Cellist Matt Haimovitz & Pianist Christopher O'Riley Release Shuffle.Play.Listen – Blurs the Boundaries Dividing Classical and Pop – on Sep 27

Cellist Matt Haimovitz and pianist Christopher O'Riley have made one of the year's true event recordings with Shuffle.Play.Listen, which blurs the often artificial, outmoded boundaries that divide classical and popular music. The double-album CD set will be released Sept. 27 by Oxingale Records, teaming the groundbreaking, Grammy-nominated Haimovitz with O'Riley (host of the popular NPR and PBS weekly program "From the Top"). Shuffle.Play.Listen juxtaposes 20th-century classics by Stravinsky, Janácek, Martinu, Piazzolla and Bernard Hermann with art-rock songs – by the likes of Radiohead and Arcade Fire – and the jazz-rock of John McLaughlin in boldly imaginative cello-piano arrangements by O'Riley.

Whether playing the standard repertoire or contemporary works, both Haimovitz and O'Riley – in addition to being classical virtuosos of the highest order – have shown intrepid flair for finding kindred spirits in the rock world: Haimovitz with his blazing versions of classic-rock tracks by Jimi Hendrix and Led Zeppelin, and O'Riley with a series of albums featuring his subtle solo-piano arrangements of songs by Radiohead, Nick Drake and Elliott Smith. The CD package of Shuffle.Play.Listen includes an extensive interview with Haimovitz and O'Riley on the making of the album by New York Times best-selling author Dan Levitin (This Is Your Brain on Music).

In discussing the duo's expansive concept, Haimovitz told Levitin: "In concert, we go between Stravinsky and Radiohead, and then John McLaughlin and then some Bach and Ravel. It’s part of the same trajectory for us, and it fits seamlessly in a program. For me, a classical listener will be interested in Radiohead or any of the tunes we’re playing on the pop side. I think what we’re doing has a sincerity to it. We’re getting to the spirit of this music, while translating it in a very different way than the original. I think they would appreciate that there are some complex things going on contrapuntally, harmonically and lyrically. There’s a richness there."

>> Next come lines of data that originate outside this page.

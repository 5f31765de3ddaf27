use std::path::{Path, PathBuf};
use std::sync::Arc;

use anyhow::Result;
use contact_identity_core::{identify, IdentifyPolicy, IdentifyRequest, IdentityError, Resolution};
use contact_identity_store_sqlite::{IntegrityReport, SchemaStatus, SqliteContactStore};
use serde::{Deserialize, Serialize};
use tokio::sync::OnceCell;

pub const API_CONTRACT_VERSION: &str = "api.v1";

#[derive(Debug, Clone, Serialize, Deserialize, PartialEq, Eq)]
pub struct MigrateResult {
    pub dry_run: bool,
    pub current_version: i64,
    pub target_version: i64,
    pub would_apply_versions: Vec<i64>,
    pub inferred_from_legacy: bool,
    pub legacy_table_present: bool,
    pub after_version: Option<i64>,
    pub up_to_date: Option<bool>,
    pub legacy_rows_imported: Option<usize>,
}

#[derive(Debug, thiserror::Error)]
pub enum ApiError {
    #[error(transparent)]
    Identity(#[from] IdentityError),
    /// Opening or migrating the store failed.
    #[error(transparent)]
    Setup(#[from] anyhow::Error),
}

impl ApiError {
    #[must_use]
    pub fn is_client_error(&self) -> bool {
        matches!(self, Self::Identity(err) if err.is_client_error())
    }
}

/// Facade shared by the CLI and the HTTP service.
///
/// One instance owns one store handle, so every `identify` issued through it
/// (and its clones) is serialized in-process as well as through SQLite.
#[derive(Clone)]
pub struct ContactIdentityApi {
    db_path: PathBuf,
    store: SqliteContactStore,
    policy: IdentifyPolicy,
    migrated: Arc<OnceCell<()>>,
}

impl ContactIdentityApi {
    /// Open the database at `db_path` without migrating it.
    ///
    /// # Errors
    /// Returns an error when the `SQLite` database cannot be opened.
    pub fn open(db_path: &Path, policy: IdentifyPolicy) -> Result<Self> {
        Ok(Self {
            db_path: db_path.to_path_buf(),
            store: SqliteContactStore::open(db_path)?,
            policy,
            migrated: Arc::new(OnceCell::new()),
        })
    }

    #[must_use]
    pub fn db_path(&self) -> &Path {
        &self.db_path
    }

    #[must_use]
    pub fn policy(&self) -> IdentifyPolicy {
        self.policy
    }

    async fn ensure_migrated(&self) -> Result<()> {
        self.migrated
            .get_or_try_init(|| async { self.store.migrate().await.map(|_| ()) })
            .await?;
        Ok(())
    }

    /// Resolve one observation to its consolidated contact cluster.
    ///
    /// Pending migrations are applied before the first resolution.
    ///
    /// # Errors
    /// Returns [`ApiError::Identity`] for validation, storage, and consistency
    /// failures, or [`ApiError::Setup`] when the schema cannot be migrated.
    pub async fn identify(&self, request: &IdentifyRequest) -> Result<Resolution, ApiError> {
        // Validation failures never touch the database file.
        request.validate()?;
        self.ensure_migrated().await?;
        Ok(identify(&self.store, request, self.policy).await?)
    }

    /// Inspect schema status without mutating data.
    ///
    /// # Errors
    /// Returns an error when the `SQLite` database cannot be queried.
    pub async fn schema_status(&self) -> Result<SchemaStatus> {
        self.store.schema_status().await
    }

    /// Apply pending migrations, or return planned versions for dry-run mode.
    ///
    /// # Errors
    /// Returns an error when migration planning or execution fails.
    pub async fn migrate(&self, dry_run: bool) -> Result<MigrateResult> {
        let before = self.store.schema_status().await?;
        if dry_run {
            return Ok(MigrateResult {
                dry_run: true,
                current_version: before.current_version,
                target_version: before.target_version,
                would_apply_versions: before.pending_versions,
                inferred_from_legacy: before.inferred_from_legacy,
                legacy_table_present: before.legacy_table_present,
                after_version: None,
                up_to_date: None,
                legacy_rows_imported: None,
            });
        }

        let summary = self.store.migrate().await?;
        let after = self.store.schema_status().await?;
        Ok(MigrateResult {
            dry_run: false,
            current_version: before.current_version,
            target_version: before.target_version,
            would_apply_versions: before.pending_versions,
            inferred_from_legacy: before.inferred_from_legacy,
            legacy_table_present: before.legacy_table_present,
            after_version: Some(after.current_version),
            up_to_date: Some(after.pending_versions.is_empty()),
            legacy_rows_imported: Some(summary.legacy_rows_imported),
        })
    }

    /// Run database and cluster-shape health probes.
    ///
    /// # Errors
    /// Returns an error when any probe query fails.
    pub async fn integrity_check(&self) -> Result<IntegrityReport> {
        self.store.integrity_check().await
    }
}

#[cfg(test)]
mod tests {
    use super::*;

    fn unique_temp_db_path() -> PathBuf {
        std::env::temp_dir().join(format!("contact-identity-api-{}.sqlite3", ulid::Ulid::new()))
    }

    fn remove_db_files(db_path: &Path) {
        for suffix in ["", "-wal", "-shm"] {
            let _ = std::fs::remove_file(format!("{}{}", db_path.display(), suffix));
        }
    }

    // Test IDs: TAPI-001
    #[tokio::test]
    async fn api_identify_migrates_and_resolves() -> Result<()> {
        let db_path = unique_temp_db_path();
        let api = ContactIdentityApi::open(&db_path, IdentifyPolicy::default())?;

        let created = api
            .identify(&IdentifyRequest::new(Some("lorraine@hillvalley.edu"), Some("123456")))
            .await?;
        let extended = api
            .identify(&IdentifyRequest::new(Some("mcfly@hillvalley.edu"), Some("123456")))
            .await?;

        assert_eq!(extended.view.primary_contact_id, created.view.primary_contact_id);
        let body = serde_json::to_value(contact_identity_core::IdentifyResponse::from(
            extended.view,
        ))?;
        assert_eq!(
            body["contact"]["emails"],
            serde_json::json!(["lorraine@hillvalley.edu", "mcfly@hillvalley.edu"])
        );

        let status = api.schema_status().await?;
        assert!(status.pending_versions.is_empty());

        remove_db_files(&db_path);
        Ok(())
    }

    // Test IDs: TAPI-002
    #[tokio::test]
    async fn api_migrate_dry_run_plans_without_applying() -> Result<()> {
        let db_path = unique_temp_db_path();
        let api = ContactIdentityApi::open(&db_path, IdentifyPolicy::default())?;

        let planned = api.migrate(true).await?;
        assert!(planned.dry_run);
        assert_eq!(planned.would_apply_versions, vec![1]);
        assert_eq!(planned.after_version, None);
        assert_eq!(api.schema_status().await?.current_version, 0);

        let applied = api.migrate(false).await?;
        assert_eq!(applied.after_version, Some(applied.target_version));
        assert_eq!(applied.up_to_date, Some(true));
        assert_eq!(applied.legacy_rows_imported, Some(0));

        let report = api.integrity_check().await?;
        assert!(report.is_healthy());

        remove_db_files(&db_path);
        Ok(())
    }

    // Test IDs: TAPI-003
    #[tokio::test]
    async fn api_rejects_empty_request_before_migrating() -> Result<()> {
        let db_path = unique_temp_db_path();
        let api = ContactIdentityApi::open(&db_path, IdentifyPolicy::default())?;

        let err = match api.identify(&IdentifyRequest::default()).await {
            Ok(resolution) => panic!("expected validation error, got {resolution:?}"),
            Err(err) => err,
        };
        assert!(err.is_client_error());
        assert_eq!(api.schema_status().await?.current_version, 0);

        remove_db_files(&db_path);
        Ok(())
    }
}
use std::path::PathBuf;

use anyhow::{Context, Result};
use clap::{Args, Parser, Subcommand};
use contact_identity_api::ContactIdentityApi;
use contact_identity_core::{IdentifyPolicy, IdentifyRequest, IdentifyResponse};
use serde_json::Value;

const CLI_CONTRACT_VERSION: &str = "cli.v1";

#[derive(Debug, Parser)]
#[command(name = "cid")]
#[command(about = "Contact identity resolution CLI")]
struct Cli {
    #[arg(long, env = "IDENTITY_DB", default_value = "./contact_identity.sqlite3")]
    db: PathBuf,

    /// Total tries per identify call when the store reports a conflict.
    #[arg(long, env = "IDENTITY_MAX_ATTEMPTS", default_value_t = 3)]
    max_attempts: u32,

    #[command(subcommand)]
    command: Command,
}

#[derive(Debug, Subcommand)]
enum Command {
    /// Resolve an email and/or phone number to its contact cluster.
    Identify(IdentifyArgs),
    Db {
        #[command(subcommand)]
        command: DbCommand,
    },
}

#[derive(Debug, Args)]
struct IdentifyArgs {
    #[arg(long)]
    email: Option<String>,
    #[arg(long = "phone")]
    phone_number: Option<String>,
}

#[derive(Debug, Subcommand)]
enum DbCommand {
    SchemaVersion,
    Migrate(DbMigrateArgs),
    IntegrityCheck,
}

#[derive(Debug, Args)]
struct DbMigrateArgs {
    #[arg(long, default_value_t = false)]
    dry_run: bool,
}

fn with_contract_version(value: Value) -> Value {
    match value {
        Value::Object(mut object) => {
            object.insert(
                "contract_version".to_string(),
                Value::String(CLI_CONTRACT_VERSION.to_string()),
            );
            Value::Object(object)
        }
        other => serde_json::json!({
            "contract_version": CLI_CONTRACT_VERSION,
            "payload": other
        }),
    }
}

fn emit_json(value: Value) -> Result<()> {
    println!("{}", serde_json::to_string_pretty(&with_contract_version(value))?);
    Ok(())
}

#[tokio::main]
async fn main() -> Result<()> {
    let cli = Cli::parse();

    tracing_subscriber::fmt()
        .with_env_filter(
            tracing_subscriber::EnvFilter::try_from_default_env()
                .unwrap_or_else(|_| "warn".into()),
        )
        .with_writer(std::io::stderr)
        .init();

    let policy = IdentifyPolicy { max_attempts: cli.max_attempts };
    let api = ContactIdentityApi::open(&cli.db, policy)?;
    match cli.command {
        Command::Identify(args) => run_identify(&api, args).await,
        Command::Db { command } => run_db(&api, command).await,
    }
}

async fn run_identify(api: &ContactIdentityApi, args: IdentifyArgs) -> Result<()> {
    let request = IdentifyRequest { email: args.email, phone_number: args.phone_number };
    let resolution = api.identify(&request).await.context("identify failed")?;
    let outcome = resolution.outcome();

    let mut body = serde_json::to_value(IdentifyResponse::from(resolution.view))?;
    if let Value::Object(object) = &mut body {
        object.insert("outcome".to_string(), Value::String(outcome.as_str().to_string()));
    }
    emit_json(body)
}

async fn run_db(api: &ContactIdentityApi, command: DbCommand) -> Result<()> {
    match command {
        DbCommand::SchemaVersion => {
            let status = api.schema_status().await?;
            emit_json(serde_json::json!({
                "current_version": status.current_version,
                "target_version": status.target_version,
                "pending_versions": status.pending_versions,
                "up_to_date": status.pending_versions.is_empty(),
                "inferred_from_legacy": status.inferred_from_legacy,
                "legacy_table_present": status.legacy_table_present
            }))
        }
        DbCommand::Migrate(args) => {
            let result = api.migrate(args.dry_run).await?;
            emit_json(serde_json::to_value(result)?)
        }
        DbCommand::IntegrityCheck => {
            let report = api.integrity_check().await?;
            emit_json(serde_json::to_value(report)?)
        }
    }
}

O'Riley says he was inspired by the lyrical possibilities of Matt Haimovitz’s cello: “So I was drawn to bands that have really interesting and idiosyncratic vocal technique – but the two main characteristics that I really go for when I’m making an arrangement are texture and harmony. . . The complexity of the voices, and being able to transcribe that to a duo setting, but also a chord that just gets under your skin. That really is what gets me."